-- Opening Marker --

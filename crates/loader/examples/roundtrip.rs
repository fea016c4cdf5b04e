//! Parse markup, edit it and print it back
//!
//! Usage: `cargo run --example roundtrip -- [--html] [file]`

use dom::{DomSerializer, Node, SerializerConfig};
use loader::{LoadOptions, Loader};
use std::io::Read;

fn main() -> Result<(), Box<dyn std::error::Error>> {
    // Initialize tracing
    tracing_subscriber::fmt::init();

    let mut args = std::env::args().skip(1).peekable();
    let html = args.peek().map(String::as_str) == Some("--html");
    if html {
        args.next();
    }

    let source = match args.next() {
        Some(path) => std::fs::read_to_string(path)?,
        None => {
            let mut buf = String::new();
            std::io::stdin().read_to_string(&mut buf)?;
            buf
        }
    };

    let options = if html {
        LoadOptions::html()
    } else {
        LoadOptions::xml()
    };

    let mut arena = dom::DomArena::new();
    let doc = Loader::new(options).load_str(&mut arena, &source)?;
    println!("Parsed {} records", arena.len());

    // Mark the document element so the edit is visible
    if let Some(root) = doc.document_element(&arena)? {
        root.set_attribute(&mut arena, "data-roundtrip", "1")?;
        let elements = root.get_elements_by_tag_name(&arena, "*")?;
        println!("<{}> holds {} element(s)", root.tag_name(&arena)?, elements.length());
    }
    doc.normalize(&mut arena)?;

    let config = SerializerConfig {
        preserve_comment: true,
        preserve_white_space: true,
        ..SerializerConfig::default()
    };
    println!("{}", DomSerializer::with_config(config).serialize(&arena, doc.id())?);

    Ok(())
}
impl DomSerializer {
    pub fn new() -> Self {
        Self::with_config(SerializerConfig::default())
    }

    pub fn with_config(config: SerializerConfig) -> Self {
        let entities = config.entity.clone().unwrap_or_else(|| {
            [('<', "&lt;"), ('>', "&gt;"), ('&', "&amp;"), ('"', "&quot;")]
                .into_iter()
                .map(|(c, e)| (c, e.to_string()))
                .collect()
        });
        Self { config, entities }
    }

    pub fn config(&self) -> &SerializerConfig {
        &self.config
    }

    /// Render `node_id` and everything below it
    pub fn serialize(&self, arena: &DomArena, node_id: NodeId) -> Result<String> {
        let mut pass = Pass {
            format: self.config.format,
            out: String::with_capacity(1024),
        };
        self.serialize_node(arena, node_id, &mut pass)?;
        Ok(pass.out)
    }

    fn serialize_node(&self, arena: &DomArena, node_id: NodeId, pass: &mut Pass) -> Result<()> {
        let node = arena.get(node_id)?;

        match node.node_type {
            NodeType::Element => {
                pass.out.push('<');
                pass.out.push_str(&node.node_name);

                for &attr_id in &node.attribute_ids {
                    self.serialize_attribute(arena, attr_id, pass)?;
                }

                if node.children_ids.is_empty() {
                    if !pass.is_html() {
                        pass.out.push_str("/>");
                        return Ok(());
                    }
                    if is_void(&node.node_name) {
                        pass.out.push('>');
                        return Ok(());
                    }
                }

                pass.out.push('>');
                for &child_id in &node.children_ids {
                    self.serialize_node(arena, child_id, pass)?;
                }
                pass.out.push_str("</");
                pass.out.push_str(&node.node_name);
                pass.out.push('>');
            }
            NodeType::Attribute => self.serialize_attribute(arena, node_id, pass)?,
            NodeType::Document | NodeType::DocumentFragment => {
                for &child_id in &node.children_ids {
                    self.serialize_node(arena, child_id, pass)?;
                }
            }
            NodeType::Text => {
                let data = node.data().unwrap_or_default();
                let encoded = self.encode(data, &['<', '&']);
                if self.config.preserve_white_space || preserves_white_space(arena, node_id)? {
                    pass.out.push_str(&encoded);
                } else {
                    pass.out.push_str(&collapse_whitespace(&encoded));
                }
            }
            NodeType::CdataSection => {
                pass.out.push_str("<![CDATA[");
                pass.out.push_str(node.data().unwrap_or_default());
                pass.out.push_str("]]>");
            }
            NodeType::Comment => {
                let data = node.data().unwrap_or_default();
                let keep = match &self.config.comment_filter {
                    Some(filter) => filter(data),
                    None => self.config.preserve_comment,
                };
                if keep {
                    pass.out.push_str("<!--");
                    pass.out.push_str(data);
                    pass.out.push_str("-->");
                }
            }
            NodeType::DocumentType => {
                let ids = node.doctype_ids().cloned().unwrap_or_default();
                if pass.format.is_none() {
                    pass.format = [ids.public_id.as_deref(), ids.system_id.as_deref()]
                        .into_iter()
                        .flatten()
                        .chain(std::iter::once(node.node_name.as_str()))
                        .find_map(detect_format);
                    debug!("inferred {:?} from doctype", pass.format);
                }

                pass.out.push_str("<!DOCTYPE ");
                pass.out.push_str(&node.node_name);
                if let Some(public_id) = ids.public_id.as_deref().filter(|id| !id.is_empty()) {
                    pass.out.push_str(" PUBLIC \"");
                    pass.out.push_str(public_id);
                    pass.out.push('"');
                }
                if let Some(system_id) = ids
                    .system_id
                    .as_deref()
                    .filter(|id| !id.is_empty() && *id != ".")
                {
                    if ids.public_id.as_deref().map_or(true, str::is_empty) {
                        pass.out.push_str(" SYSTEM");
                    }
                    pass.out.push_str(" \"");
                    pass.out.push_str(system_id);
                    pass.out.push('"');
                }
                if let Some(subset) = ids.internal_subset.as_deref().filter(|s| !s.is_empty()) {
                    pass.out.push_str(" [");
                    pass.out.push_str(subset);
                    pass.out.push(']');
                }
                pass.out.push('>');
            }
            NodeType::ProcessingInstruction => {
                let data = node.data().unwrap_or_default();
                if pass.format.is_none() {
                    pass.format = detect_format(&node.node_name).or_else(|| detect_format(data));
                    debug!("inferred {:?} from processing instruction", pass.format);
                }
                pass.out.push_str("<?");
                pass.out.push_str(&node.node_name);
                pass.out.push(' ');
                pass.out.push_str(data);
                pass.out.push_str("?>");
            }
            NodeType::EntityReference => {
                pass.out.push('&');
                pass.out.push_str(&node.node_name);
                pass.out.push(';');
            }
            NodeType::Entity | NodeType::Notation => {
                warn!("skipping unsupported {:?} node {}", node.node_type, node_id);
            }
        }

        Ok(())
    }

    fn serialize_attribute(&self, arena: &DomArena, attr_id: NodeId, pass: &mut Pass) -> Result<()> {
        let attr = arena.get(attr_id)?;
        let name = attr.node_name.as_str();
        let value = attr.data().unwrap_or_default();

        if pass.is_html() && is_boolean_attribute(name) {
            pass.out.push(' ');
            pass.out.push_str(name);
            return Ok(());
        }
        if value.is_empty()
            && self.config.remove_empty_attributes
            && !name.to_ascii_lowercase().starts_with("data-")
        {
            return Ok(());
        }
        if self.config.omit_redundant_namespaces && is_redundant_declaration(arena, attr_id)? {
            return Ok(());
        }

        let quote = if pass.is_html() {
            if is_bare_token(value) {
                None
            } else if value.contains('"') {
                Some('\'')
            } else {
                Some('"')
            }
        } else {
            Some('"')
        };

        pass.out.push(' ');
        pass.out.push_str(name);
        pass.out.push('=');
        match quote {
            Some(q) => {
                pass.out.push(q);
                pass.out.push_str(&self.encode(value, &['<', '&', q]));
                pass.out.push(q);
            }
            None => pass.out.push_str(value),
        }

        Ok(())
    }

    /// Replace `targets` through the entity table, numeric reference otherwise
    fn encode(&self, text: &str, targets: &[char]) -> String {
        let mut out = String::with_capacity(text.len());
        for c in text.chars() {
            if !targets.contains(&c) {
                out.push(c);
                continue;
            }
            match self.entities.get(&c) {
                Some(entity) => out.push_str(entity),
                None => {
                    out.push_str("&#");
                    out.push_str(&(c as u32).to_string());
                    out.push(';');
                }
            }
        }
        out
    }
}
//! Error types for DOM operations
//!
//! Flat error hierarchy. The DOM-level variants carry the numeric
//! DOMException code through [`DomError::code`].

use crate::types::NodeType;
use thiserror::Error;

pub type Result<T> = std::result::Result<T, DomError>;

#[derive(Debug, Error)]
pub enum DomError {
    #[error("Node not found: {0}")]
    NodeNotFound(u32),

    #[error("Invalid node type: expected {expected}, got {actual}")]
    InvalidNodeType { expected: String, actual: String },

    #[error("Payload does not fit node type {0:?}")]
    InvalidPayload(NodeType),

    #[error("Node is used in a different document than the one that created it")]
    WrongDocument,

    #[error("Node is not a child of this node")]
    NotFound,

    #[error("Node cannot be inserted at this point in the hierarchy")]
    HierarchyRequest,

    #[error("Namespace error: {0}")]
    Namespace(String),

    #[error("Offset {offset} is out of bounds for length {length}")]
    IndexSize { offset: usize, length: usize },

    #[error("Not supported: {0}")]
    NotSupported(String),

    #[error("Config error: {0}")]
    Config(#[from] serde_json::Error),
}

impl DomError {
    /// DOMException code for the DOM-level variants.
    pub fn code(&self) -> Option<u16> {
        match self {
            DomError::IndexSize { .. } => Some(1),
            DomError::HierarchyRequest => Some(3),
            DomError::WrongDocument => Some(4),
            DomError::NotFound => Some(8),
            DomError::NotSupported(_) => Some(9),
            DomError::Namespace(_) => Some(14),
            _ => None,
        }
    }

    pub(crate) fn wrong_kind(expected: &str, actual: NodeType) -> Self {
        DomError::InvalidNodeType {
            expected: expected.to_string(),
            actual: format!("{:?}", actual),
        }
    }
}
//! Arena-wide configuration

use crate::error::Result;
use serde::{Deserialize, Serialize};

/// How tag and attribute names are compared by lookups
#[derive(Debug, Clone, Copy, Default, PartialEq, Eq, Serialize, Deserialize)]
#[serde(rename_all = "camelCase")]
pub enum NameMatching {
    /// HTML behaviour: `DIV` finds `div`
    #[default]
    AsciiCaseInsensitive,
    /// XML behaviour
    Exact,
}

impl NameMatching {
    pub fn matches(self, a: &str, b: &str) -> bool {
        match self {
            NameMatching::AsciiCaseInsensitive => a.eq_ignore_ascii_case(b),
            NameMatching::Exact => a == b,
        }
    }
}

/// Configuration for a [`crate::DomArena`]
#[derive(Debug, Clone, PartialEq, Eq, Serialize, Deserialize)]
#[serde(rename_all = "camelCase", default)]
pub struct DomConfig {
    /// Base URI for documents created without one
    pub working_directory: String,
    pub name_matching: NameMatching,
}

impl Default for DomConfig {
    fn default() -> Self {
        Self {
            working_directory: std::env::current_dir()
                .map(|path| path.display().to_string())
                .unwrap_or_default(),
            name_matching: NameMatching::default(),
        }
    }
}

impl DomConfig {
    pub fn from_json(json: &str) -> Result<Self> {
        Ok(serde_json::from_str(json)?)
    }
}
use super::element::{elements_by_tag_name, elements_by_tag_name_ns};
use super::{
    Attr, CharacterData, Document, DocumentFragment, DocumentType, Element, Node, NodeList,
    NodeRef, ProcessingInstruction, Text,
};
use crate::arena::DomArena;
use crate::error::Result;
use crate::namespace::validate_qualified_name;
use crate::types::{DoctypeIds, NodeId, NodeInit, NodeType, Payload, XMLNS_NAMESPACE};
use tracing::warn;

impl DomArena {
    /// Create a document and return its view
    pub fn new_document(&mut self, base_uri: Option<&str>) -> Result<Document> {
        self.create_document(base_uri).map(Document)
    }
}

impl Document {
    fn create_owned(
        self,
        arena: &mut DomArena,
        kind: NodeType,
        name: &str,
        init: NodeInit,
    ) -> Result<NodeId> {
        let node_id = arena.create(kind, name, init)?;
        arena.assign_owner(node_id, Some(self.0))?;
        Ok(node_id)
    }

    pub fn create_element(self, arena: &mut DomArena, tag_name: &str) -> Result<Element> {
        self.create_owned(arena, NodeType::Element, tag_name, NodeInit::Empty)
            .map(Element)
    }

    pub fn create_text_node(self, arena: &mut DomArena, data: &str) -> Result<Text> {
        self.create_owned(arena, NodeType::Text, "", data.into())
            .map(Text)
    }

    pub fn create_comment(self, arena: &mut DomArena, data: &str) -> Result<CharacterData> {
        self.create_owned(arena, NodeType::Comment, "", data.into())
            .map(CharacterData)
    }

    pub fn create_cdata_section(self, arena: &mut DomArena, data: &str) -> Result<Text> {
        self.create_owned(arena, NodeType::CdataSection, "", data.into())
            .map(Text)
    }

    pub fn create_processing_instruction(
        self,
        arena: &mut DomArena,
        target: &str,
        data: &str,
    ) -> Result<ProcessingInstruction> {
        self.create_owned(arena, NodeType::ProcessingInstruction, target, data.into())
            .map(ProcessingInstruction)
    }

    pub fn create_attribute(self, arena: &mut DomArena, name: &str) -> Result<Attr> {
        self.create_owned(arena, NodeType::Attribute, name, NodeInit::Empty)
            .map(Attr)
    }

    pub fn create_entity_reference(self, arena: &mut DomArena, name: &str) -> Result<NodeRef> {
        self.create_owned(arena, NodeType::EntityReference, name, NodeInit::Empty)
            .map(NodeRef)
    }

    pub fn create_document_fragment(self, arena: &mut DomArena) -> Result<DocumentFragment> {
        self.create_owned(arena, NodeType::DocumentFragment, "", NodeInit::Empty)
            .map(DocumentFragment)
    }

    pub fn create_document_type(
        self,
        arena: &mut DomArena,
        name: &str,
        public_id: Option<&str>,
        system_id: Option<&str>,
    ) -> Result<DocumentType> {
        let ids = DoctypeIds::new(public_id, system_id);
        self.create_owned(arena, NodeType::DocumentType, name, NodeInit::DocumentType(ids))
            .map(DocumentType)
    }

    /// Namespaced element; a prefixed name carries its own declaration
    pub fn create_element_ns(
        self,
        arena: &mut DomArena,
        namespace_uri: Option<&str>,
        qualified_name: &str,
    ) -> Result<Element> {
        let (prefix, _) = validate_qualified_name(namespace_uri, qualified_name)?;
        let namespace_uri = namespace_uri.filter(|uri| !uri.is_empty());

        let element_id =
            self.create_owned(arena, NodeType::Element, qualified_name, NodeInit::Empty)?;
        arena.get_mut(element_id)?.namespace_uri = namespace_uri.map(String::from);

        if let (Some(prefix), Some(uri)) = (prefix, namespace_uri) {
            if prefix != "xml" && prefix != "xmlns" && !arena.ns(element_id)?.contains_key(prefix) {
                let declaration = format!("xmlns:{}", prefix);
                let decl_id =
                    self.create_owned(arena, NodeType::Attribute, &declaration, uri.into())?;
                arena.get_mut(decl_id)?.namespace_uri = Some(XMLNS_NAMESPACE.to_string());
                arena.append(element_id, decl_id)?;
            }
        }

        Ok(Element(element_id))
    }

    pub fn create_attribute_ns(
        self,
        arena: &mut DomArena,
        namespace_uri: Option<&str>,
        qualified_name: &str,
    ) -> Result<Attr> {
        validate_qualified_name(namespace_uri, qualified_name)?;
        let attr_id =
            self.create_owned(arena, NodeType::Attribute, qualified_name, NodeInit::Empty)?;
        arena.get_mut(attr_id)?.namespace_uri =
            namespace_uri.filter(|uri| !uri.is_empty()).map(String::from);
        Ok(Attr(attr_id))
    }

    /// First element child
    pub fn document_element(self, arena: &DomArena) -> Result<Option<Element>> {
        for &child_id in arena.children(self.0)? {
            if arena.node_type(child_id)? == NodeType::Element {
                return Ok(Some(Element(child_id)));
            }
        }
        Ok(None)
    }

    pub fn doctype(self, arena: &DomArena) -> Result<Option<DocumentType>> {
        for &child_id in arena.children(self.0)? {
            if arena.node_type(child_id)? == NodeType::DocumentType {
                return Ok(Some(DocumentType(child_id)));
            }
        }
        Ok(None)
    }

    pub fn document_uri(self, arena: &DomArena) -> Result<&str> {
        match &arena.get(self.0)?.payload {
            Payload::Document { base_uri } => Ok(base_uri.as_str()),
            _ => Ok(""),
        }
    }

    /// Elements named `name` (`*` for all), fixed at call time
    pub fn get_elements_by_tag_name(self, arena: &DomArena, name: &str) -> Result<NodeList> {
        elements_by_tag_name(arena, self.0, name)
    }

    pub fn get_elements_by_tag_name_ns(
        self,
        arena: &DomArena,
        namespace_uri: Option<&str>,
        local_name: &str,
    ) -> Result<NodeList> {
        elements_by_tag_name_ns(arena, self.0, namespace_uri, local_name)
    }

    /// The element whose `id` attribute equals `id`
    ///
    /// `None` when no element, or more than one, carries it.
    pub fn get_element_by_id(self, arena: &DomArena, id: &str) -> Result<Option<Element>> {
        let mut found = None;
        let mut count = 0usize;

        for element in elements_by_tag_name(arena, self.0, "*")?.elements(arena)? {
            if element.get_attribute(arena, "id")? == Some(id) {
                found = Some(element);
                count += 1;
            }
        }

        if count > 1 {
            warn!("{} elements share id \"{}\"", count, id);
            return Ok(None);
        }
        Ok(found)
    }

    pub fn import_node(self, arena: &mut DomArena, node: impl Node, deep: bool) -> Result<NodeRef> {
        arena.import_node(self.0, node.into(), deep).map(NodeRef)
    }

    pub fn adopt_node<N: Node>(self, arena: &mut DomArena, node: N) -> Result<N> {
        arena.adopt_node(self.0, node.into())?;
        Ok(node)
    }

    pub fn normalize_document(self, arena: &mut DomArena) -> Result<()> {
        arena.normalize(self.0)
    }
}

-- Closing Marker --

▶ [Task item]: Look above for the line containing "if let (Some(prefix), Some(uri))". Output from there through the line containing "elements_by_tag_name(arena, self.0, name)", exactly and inclusively.

▶ [Result of the task]:
        if let (Some(prefix), Some(uri)) = (prefix, namespace_uri) {
            if prefix != "xml" && prefix != "xmlns" && !arena.ns(element_id)?.contains_key(prefix) {
                let declaration = format!("xmlns:{}", prefix);
                let decl_id =
                    self.create_owned(arena, NodeType::Attribute, &declaration, uri.into())?;
                arena.get_mut(decl_id)?.namespace_uri = Some(XMLNS_NAMESPACE.to_string());
                arena.append(element_id, decl_id)?;
            }
        }

        Ok(Element(element_id))
    }

    pub fn create_attribute_ns(
        self,
        arena: &mut DomArena,
        namespace_uri: Option<&str>,
        qualified_name: &str,
    ) -> Result<Attr> {
        validate_qualified_name(namespace_uri, qualified_name)?;
        let attr_id =
            self.create_owned(arena, NodeType::Attribute, qualified_name, NodeInit::Empty)?;
        arena.get_mut(attr_id)?.namespace_uri =
            namespace_uri.filter(|uri| !uri.is_empty()).map(String::from);
        Ok(Attr(attr_id))
    }

    /// First element child
    pub fn document_element(self, arena: &DomArena) -> Result<Option<Element>> {
        for &child_id in arena.children(self.0)? {
            if arena.node_type(child_id)? == NodeType::Element {
                return Ok(Some(Element(child_id)));
            }
        }
        Ok(None)
    }

    pub fn doctype(self, arena: &DomArena) -> Result<Option<DocumentType>> {
        for &child_id in arena.children(self.0)? {
            if arena.node_type(child_id)? == NodeType::DocumentType {
                return Ok(Some(DocumentType(child_id)));
            }
        }
        Ok(None)
    }

    pub fn document_uri(self, arena: &DomArena) -> Result<&str> {
        match &arena.get(self.0)?.payload {
            Payload::Document { base_uri } => Ok(base_uri.as_str()),
            _ => Ok(""),
        }
    }

    /// Elements named `name` (`*` for all), fixed at call time
    pub fn get_elements_by_tag_name(self, arena: &DomArena, name: &str) -> Result<NodeList> {
        elements_by_tag_name(arena, self.0, name)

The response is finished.